After extracting UCE contigs, we aligned each UCE locus using MAFFT v7.130b (Katoh & Standley, 2013), trying both the default algorithm setting in PHYLUCE (FFT-NS-i) and the slower but probably more accurate L-INS-i algorithm. To remove poorly aligned regions, we trimmed internal and external regions of alignments using GBLOCKS (Talavera & Castresana, 2007), with reduced stringency parameters (b1:0.5, b2:0.5, b3:12, b4:7). Using PHYLUCE, we then concatenated all loci into a supermatrix and inferred a preliminary tree using IQ-TREE v2.0-rc1 (Minh et al., 2020). The resulting tree showed that several of the older, lower quality samples had exaggerated terminal branch lengths, likely resulting from difficulties in aligning shorter sequence fragments to more complete ones, an issue that is seemingly common in species-level target enrichment datasets containing old samples.

To remove these poorly aligned sequences, we used the automated trimming program SPRUCEUP (Borowiec, 2019) on the complete set of UCE alignments. This program identifies outlier alignment sequences in individual samples, rather than alignment columns, and trims the sequences based on user defined cutoffs applied to all samples or to specific samples only. In the configuration file, we set SPRUCEUP to use the Jukes-Cantor-corrected distance calculation, a window size of 20 base pairs (bp), an overlap size of 15 bp, a lognormal distribution, and a cutoff value of 0.98. Additionally, we used manual cutoffs for the samples with the most exaggerated terminal branch lengths (Osmia_maxillaris_BLX43:0.039, Osmia_melanocephala_BLX45:0.035, Osmia_emarginata_infuscata_BLX38:0.04, Osmia_mustelina_umbrosa_BLX47:0.047, Osmia_cornuta_BLX35:0.037, Osmia_cerinthidis_cerinthidis_BLX32:0.04, Osmia_cerinthidis_cerinthidis_BLX176:0.05, Osmia_rufina_BLX368:0.04, Osmia_bicornis_globosa_BLX174:0.037). We arrived at these settings over several rounds of testing, with the objective being to do minimal trimming for most species and more aggressive trimming for the problematic samples (trimming results show in Fig. 1).

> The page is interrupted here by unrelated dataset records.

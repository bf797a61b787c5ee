//! Help system — usage text for every `cafem` command.
//!
//! Two levels of detail:
//!
//! 1. **Overview** (`cafem help`) lists all commands
//! 2. **Group help** (`cafem help calendar`) explains one command group


/// Generate help text for a given topic.
pub fn help_text(topic: Option<&str>) -> String {
    match topic {
        None => overview(),
        Some(t) => match group_help(t) {
            Some(text) => text,
            None => format!(
                "Unknown help topic: '{}'. Run 'cafem help' for a list of commands.",
                t
            ),
        },
    }
}


fn overview() -> String {
    "\
cafem — cafe operations manual

Usage: cafem <command> [args...]

Commands:
  status                       Daily progress, edit mode, last update
  help [topic]                 Show help (this message, or help on a topic)
  tui                          Interactive cleaning checklist

Checklist commands:
  tasks [period]               List cleaning tasks (daily, weekly, monthly)
  toggle <period> <task-id>    Mark a task done, or undo it
  history [limit]              Show recent updates (default 10)

Settings commands:
  edit-mode <on|off>           Turn edit mode on or off

Calendar commands:
  calendar show                Show the calendar frame URL
  calendar set <markup>        Store calendar embed code
  calendar clear               Remove stored embed code

Backup commands:
  backup [dir]                 Export menus, checklists and settings
  restore <file>               Restore from a backup file

Reference commands:
  menu list                    List drink and food menus
  menu show <id>               Recipe, allergens and steps for one menu
  service [section]            Service manual, or one section of it
  troubleshooting              Shop-wide troubleshooting guide
  hygiene [staff|manager]      Hygiene rules
  airpay                       Payment terminal manual

Environment:
  CAFE_MANUAL_HOME             Config directory (default ~/.config/cafe-manual)
  CAFE_MANUAL_LOG              Log level: error, warn, info, debug, trace"
        .to_string()
}


fn group_help(group: &str) -> Option<String> {
    let text = match group {
        "tasks" | "toggle" | "checklist" => "\
Checklist commands — daily, weekly and monthly cleaning tasks

  tasks [daily|weekly|monthly]
    List tasks with their completion state. Without a period, all
    periods are listed with a progress count each.

  toggle <period> <task-id>
    Flip one task between done and not done. Completing a task records
    the time. An unknown id is reported and nothing changes.

The daily list is cleared automatically the first time the manual is
opened on a new calendar day.",
        "history" => "\
history [limit]
  Show the most recent updates, newest first. Every save, calendar
  change and restore is recorded; only the last 50 are kept.",
        "edit-mode" | "settings" => "\
edit-mode <on|off>
  Store the edit-mode flag. The flag is saved with the rest of the
  settings and included in backups.",
        "calendar" => "\
Calendar commands — the cleaning calendar shown beside the checklist

  calendar show
    Print the frame URL in use. With nothing configured this is the
    public holiday calendar.

  calendar set <markup>
    Store embed code copied from a calendar service. The code must
    contain an <iframe> ... </iframe> element. Quote it in the shell.

  calendar clear
    Remove the stored embed code and fall back to the default.",
        "backup" | "restore" => "\
Backup commands

  backup [dir]
    Write menus, cleaning checklists and settings to
    cafe-manual-backup-<millis>.json in <dir>, or the configured
    backup directory. The service manual is not included.

  restore <file>
    Replace menus, checklists and settings with those in <file>.
    Records missing from the file are left as they are.",
        "menu" => "\
Menu commands

  menu list
    List menu ids and names.

  menu show <id>
    Show ingredients, equipment, allergens, steps, troubleshooting
    and quality standards for one menu.",
        "service" => "\
service [section]
  Without a section, list the service manual sections. With one,
  print that section.",
        "troubleshooting" | "hygiene" | "airpay" | "reference" => "\
Reference commands

  troubleshooting
    Shop-wide problems and their fixes.

  hygiene [staff|manager]
    Hygiene rules for staff (default) or managers.

  airpay
    Payment terminal manual: methods, checklist, cautions, videos.",
        "tui" => "\
tui
  Interactive checklist.

  j/k, arrows     select task
  space, enter    toggle selected task
  tab, h/l        switch period
  e               toggle edit mode
  ?               help
  q, esc          quit",
        _ => return None,
    };
    Some(text.to_string())
}
//! Baseline Dataset — the shipped default content.
//!
//! Bundled into the binary from `data/baseline.json`; a deployment may point
//! `baseline_path` at a newer file instead. The store never mutates a
//! `Baseline`; it clones what it needs.

use std::fmt;
use std::path::{Path, PathBuf};

use serde::Deserialize;
use serde_json::{Map, Value};

use crate::types::{
    AirpayManual, CleaningSchedule, HygieneGuide, MenuCatalog, Period, ServiceManual,
    TroubleshootingItem,
};

const BUNDLED: &str = include_str!("../data/baseline.json");

#[derive(Debug, Clone, Deserialize, PartialEq)]
pub struct Baseline {
    pub menu: MenuCatalog,
    pub cleaning: CleaningSchedule,
    pub service: ServiceManual,
    #[serde(default)]
    pub troubleshooting: Vec<TroubleshootingItem>,
    #[serde(default)]
    pub hygiene: Hygiene,
    #[serde(default)]
    pub airpay: AirpayManual,
}

#[derive(Debug, Clone, Default, Deserialize, PartialEq)]
pub struct Hygiene {
    #[serde(default)]
    pub staff: HygieneGuide,
    #[serde(default)]
    pub manager: HygieneGuide,
}

#[derive(Debug)]
pub enum BaselineError {
    Io(PathBuf, std::io::Error),
    Parse(String),
}

impl fmt::Display for BaselineError {
    fn fmt(&self, f: &mut fmt::Formatter<'_>) -> fmt::Result {
        match self {
            BaselineError::Io(path, e) => {
                write!(f, "cannot read baseline {}: {}", path.display(), e)
            }
            BaselineError::Parse(msg) => write!(f, "invalid baseline dataset: {}", msg),
        }
    }
}

impl std::error::Error for BaselineError {}

impl Baseline {
    /// The dataset compiled into this build.
    pub fn bundled() -> Result<Baseline, BaselineError> {
        Baseline::from_json(BUNDLED)
    }

    pub fn from_path(path: &Path) -> Result<Baseline, BaselineError> {
        let text = std::fs::read_to_string(path)
            .map_err(|e| BaselineError::Io(path.to_path_buf(), e))?;
        Baseline::from_json(&text)
    }

    pub fn from_json(text: &str) -> Result<Baseline, BaselineError> {
        let baseline: Baseline =
            serde_json::from_str(text).map_err(|e| BaselineError::Parse(e.to_string()))?;
        baseline.validate()?;
        Ok(baseline)
    }

    /// Minimal baseline for tests and embedding: the given records, no
    /// reference content.
    pub fn new(menu: MenuCatalog, cleaning: CleaningSchedule, service: ServiceManual) -> Self {
        Baseline {
            menu,
            cleaning,
            service,
            troubleshooting: Vec::new(),
            hygiene: Hygiene::default(),
            airpay: AirpayManual::default(),
        }
    }

    /// Task ids must be unique within each period.
    fn validate(&self) -> Result<(), BaselineError> {
        for period in Period::ALL {
            if let Some(list) = self.cleaning.get(period) {
                let dups = list.duplicate_ids();
                if !dups.is_empty() {
                    return Err(BaselineError::Parse(format!(
                        "duplicate task ids in {}: {}",
                        period,
                        dups.join(", ")
                    )));
                }
            }
        }
        if let Some((key, _)) = self.menu.iter().find(|(_, v)| !v.is_object()) {
            return Err(BaselineError::Parse(format!(
                "menu entry '{}' is not an object",
                key
            )));
        }
        Ok(())
    }

    /// One service-manual section, if the baseline ships it.
    pub fn service_section(&self, name: &str) -> Option<&Map<String, Value>> {
        self.service.get(name).and_then(|v| v.as_object())
    }
}
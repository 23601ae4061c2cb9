//! Attendance record database operations
//!
//! Inserts take a connection so the attendance writer can run a whole batch
//! inside one transaction. The (student, class, day) unique constraint lives
//! in the schema.

use chrono::NaiveDate;
use rollcall_common::db::{AttendanceRecord, NewAttendanceRecord};
use rollcall_common::time::{format_day, format_timestamp, now, parse_day, parse_timestamp};
use rollcall_common::Result;
use serde::Serialize;
use sqlx::sqlite::SqliteRow;
use sqlx::{Row, SqliteConnection, SqlitePool};

const RECORD_COLUMNS: &str = "a.id, a.student_id, a.class_id, a.attendance_date, a.status, a.marked_at, \
     a.recognition_confidence, a.notes, a.marked_by, a.method, a.created_at";

/// Raw per-student status counts
#[derive(Debug, Clone, Copy, Default, PartialEq, Eq)]
pub struct StatusCounts {
    pub total: i64,
    pub present: i64,
    pub late: i64,
}

/// Student fields shown next to a class listing entry
#[derive(Debug, Clone, Serialize)]
#[serde(rename_all = "camelCase")]
pub struct StudentSummary {
    pub id: i64,
    pub student_code: String,
    pub first_name: String,
    pub last_name: String,
}

/// Attendance record joined with its student
#[derive(Debug, Clone, Serialize)]
#[serde(rename_all = "camelCase")]
pub struct ClassAttendanceEntry {
    #[serde(flatten)]
    pub record: AttendanceRecord,
    pub student: StudentSummary,
}

/// Insert a record; a duplicate (student, class, day) surfaces as a
/// unique-violation database error
pub async fn insert_record(
    conn: &mut SqliteConnection,
    record: &NewAttendanceRecord,
) -> Result<AttendanceRecord> {
    let created_at = now();

    let id: i64 = sqlx::query_scalar(
        r#"
        INSERT INTO attendance_records (
            student_id, class_id, attendance_date, status, marked_at,
            recognition_confidence, notes, marked_by, method, created_at
        ) VALUES (?, ?, ?, ?, ?, ?, ?, ?, ?, ?)
        RETURNING id
        "#,
    )
    .bind(record.student_id)
    .bind(record.class_id)
    .bind(format_day(record.attendance_date))
    .bind(record.status.as_str())
    .bind(format_timestamp(record.marked_at))
    .bind(record.recognition_confidence)
    .bind(&record.notes)
    .bind(record.marked_by)
    .bind(record.method.as_str())
    .bind(format_timestamp(created_at))
    .fetch_one(&mut *conn)
    .await?;

    Ok(materialize(id, record, created_at))
}

/// Insert a record unless one already exists for the same (student, class, day)
///
/// Returns `None` when the existing entry was kept.
pub async fn insert_record_if_absent(
    conn: &mut SqliteConnection,
    record: &NewAttendanceRecord,
) -> Result<Option<AttendanceRecord>> {
    let created_at = now();

    let id: Option<i64> = sqlx::query_scalar(
        r#"
        INSERT INTO attendance_records (
            student_id, class_id, attendance_date, status, marked_at,
            recognition_confidence, notes, marked_by, method, created_at
        ) VALUES (?, ?, ?, ?, ?, ?, ?, ?, ?, ?)
        ON CONFLICT (student_id, class_id, attendance_date) DO NOTHING
        RETURNING id
        "#,
    )
    .bind(record.student_id)
    .bind(record.class_id)
    .bind(format_day(record.attendance_date))
    .bind(record.status.as_str())
    .bind(format_timestamp(record.marked_at))
    .bind(record.recognition_confidence)
    .bind(&record.notes)
    .bind(record.marked_by)
    .bind(record.method.as_str())
    .bind(format_timestamp(created_at))
    .fetch_optional(&mut *conn)
    .await?;

    Ok(id.map(|id| materialize(id, record, created_at)))
}

fn materialize(
    id: i64,
    record: &NewAttendanceRecord,
    created_at: chrono::DateTime<chrono::Utc>,
) -> AttendanceRecord {
    AttendanceRecord {
        id,
        student_id: record.student_id,
        class_id: record.class_id,
        attendance_date: record.attendance_date,
        status: record.status,
        marked_at: record.marked_at,
        recognition_confidence: record.recognition_confidence,
        notes: record.notes.clone(),
        marked_by: record.marked_by,
        method: record.method,
        created_at,
    }
}

/// Entry for one (student, class, day), if any
pub async fn find_record(
    pool: &SqlitePool,
    student_id: i64,
    class_id: i64,
    day: NaiveDate,
) -> Result<Option<AttendanceRecord>> {
    let row = sqlx::query(&format!(
        "SELECT {} FROM attendance_records a
         WHERE a.student_id = ? AND a.class_id = ? AND a.attendance_date = ?",
        RECORD_COLUMNS
    ))
    .bind(student_id)
    .bind(class_id)
    .bind(format_day(day))
    .fetch_optional(pool)
    .await?;

    row.as_ref().map(record_from_row).transpose()
}

/// All entries for a class on one day, joined with student names
pub async fn list_by_class_and_day(
    pool: &SqlitePool,
    class_id: i64,
    day: NaiveDate,
) -> Result<Vec<ClassAttendanceEntry>> {
    let rows = sqlx::query(&format!(
        "SELECT {}, s.student_code, s.first_name, s.last_name
         FROM attendance_records a
         JOIN students s ON s.id = a.student_id
         WHERE a.class_id = ? AND a.attendance_date = ?
         ORDER BY s.student_code",
        RECORD_COLUMNS
    ))
    .bind(class_id)
    .bind(format_day(day))
    .fetch_all(pool)
    .await?;

    rows.iter()
        .map(|row| {
            let record = record_from_row(row)?;
            Ok(ClassAttendanceEntry {
                student: StudentSummary {
                    id: record.student_id,
                    student_code: row.try_get("student_code")?,
                    first_name: row.try_get("first_name")?,
                    last_name: row.try_get("last_name")?,
                },
                record,
            })
        })
        .collect()
}

/// Count a student's entries by status across all history
pub async fn status_counts_for_student(pool: &SqlitePool, student_id: i64) -> Result<StatusCounts> {
    let row = sqlx::query(
        r#"
        SELECT COUNT(*) AS total,
               COALESCE(SUM(CASE WHEN status = 'present' THEN 1 ELSE 0 END), 0) AS present,
               COALESCE(SUM(CASE WHEN status = 'late' THEN 1 ELSE 0 END), 0) AS late
        FROM attendance_records
        WHERE student_id = ?
        "#,
    )
    .bind(student_id)
    .fetch_one(pool)
    .await?;

    Ok(StatusCounts {
        total: row.try_get("total")?,
        present: row.try_get("present")?,
        late: row.try_get("late")?,
    })
}

/// Distinct roster students marked present or late on `day` in any of the
/// teacher's classes
pub async fn count_attended_for_teacher_on(
    pool: &SqlitePool,
    teacher_id: i64,
    day: NaiveDate,
) -> Result<i64> {
    let count: i64 = sqlx::query_scalar(
        r#"
        SELECT COUNT(DISTINCT a.student_id)
        FROM attendance_records a
        JOIN classes c ON c.id = a.class_id
        JOIN students s ON s.id = a.student_id
        WHERE c.teacher_id = ?
          AND a.attendance_date = ?
          AND a.status IN ('present', 'late')
          AND s.is_active = 1
          AND s.grade = c.grade
          AND s.section = c.section
        "#,
    )
    .bind(teacher_id)
    .bind(format_day(day))
    .fetch_one(pool)
    .await?;

    Ok(count)
}

fn record_from_row(row: &SqliteRow) -> Result<AttendanceRecord> {
    let attendance_date: String = row.try_get("attendance_date")?;
    let status: String = row.try_get("status")?;
    let method: String = row.try_get("method")?;
    let marked_at: String = row.try_get("marked_at")?;
    let created_at: String = row.try_get("created_at")?;

    Ok(AttendanceRecord {
        id: row.try_get("id")?,
        student_id: row.try_get("student_id")?,
        class_id: row.try_get("class_id")?,
        attendance_date: parse_day(&attendance_date)?,
        status: status.parse()?,
        marked_at: parse_timestamp(&marked_at)?,
        recognition_confidence: row.try_get("recognition_confidence")?,
        notes: row.try_get("notes")?,
        marked_by: row.try_get("marked_by")?,
        method: method.parse()?,
        created_at: parse_timestamp(&created_at)?,
    })
}
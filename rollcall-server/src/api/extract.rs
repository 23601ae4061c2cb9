//! Body and path extractors that reject with [`ApiError`]

use axum::{
    async_trait,
    extract::{
        multipart::MultipartRejection,
        rejection::{JsonRejection, PathRejection},
        FromRequest, FromRequestParts, Multipart, Path, Request,
    },
    http::request::Parts,
    Json,
};

use crate::ApiError;

/// JSON request body
#[derive(Debug, Clone, Copy, Default)]
pub struct ApiJson<T>(pub T);

#[async_trait]
impl<T, S> FromRequest<S> for ApiJson<T>
where
    Json<T>: FromRequest<S, Rejection = JsonRejection>,
    S: Send + Sync,
{
    type Rejection = ApiError;

    async fn from_request(req: Request, state: &S) -> Result<Self, Self::Rejection> {
        let Json(value) = Json::<T>::from_request(req, state).await?;
        Ok(ApiJson(value))
    }
}

/// Typed path parameters
#[derive(Debug, Clone, Copy, Default)]
pub struct ApiPath<T>(pub T);

#[async_trait]
impl<T, S> FromRequestParts<S> for ApiPath<T>
where
    Path<T>: FromRequestParts<S, Rejection = PathRejection>,
    S: Send + Sync,
{
    type Rejection = ApiError;

    async fn from_request_parts(parts: &mut Parts, state: &S) -> Result<Self, Self::Rejection> {
        let Path(value) = Path::<T>::from_request_parts(parts, state).await?;
        Ok(ApiPath(value))
    }
}

/// `multipart/form-data` body
pub struct ApiMultipart(pub Multipart);

#[async_trait]
impl<S> FromRequest<S> for ApiMultipart
where
    Multipart: FromRequest<S, Rejection = MultipartRejection>,
    S: Send + Sync,
{
    type Rejection = ApiError;

    async fn from_request(req: Request, state: &S) -> Result<Self, Self::Rejection> {
        let multipart = Multipart::from_request(req, state).await?;
        Ok(ApiMultipart(multipart))
    }
}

Following trimming with SPRUCEUP, we used PHYLUCE to re-trim all alignments with GBLOCKS (same settings as above) and then to filter the alignments for taxon occupancy, requiring loci to have 0%, 50%, 75%, 90%, 95%, 98%, and 100% taxon completeness. For each resulting set of filtered loci, we used PHYLUCE to generate descriptive statistics for the data and to concatenate the loci into a supermatrix for analysis. For each supermatrix we performed an unpartitioned phylogenetic analysis with IQ-TREE v2 (Minh et al., 2020), selecting GTR+F+G4 as the model of sequence evolution and performing 1,000 Ultrafast Bootstrap replicates (UFB; Hoang et al., 2018) and 1,000 replicates of the SH-like approximate likelihood ratio test (SH-aLRT; Guindon et al., 2010). For most analyses we used the GTR+F+G4 model only and did not perform model testing. This was done because using more complex models does not negatively impact phylogenetic results (Abadi et al., 2019), even when a less complex model might be favored. We also avoided using the proportion of invariant sites (+I) model with gamma distributed rates (+G) for among-site rate heterogeneity because the two parameters cannot be optimized together (Yang, 2006). Based on a review of the matrix statistics and the results of the unpartitioned analyses, we selected the 75% complete locus set as the focal set for additional analyses.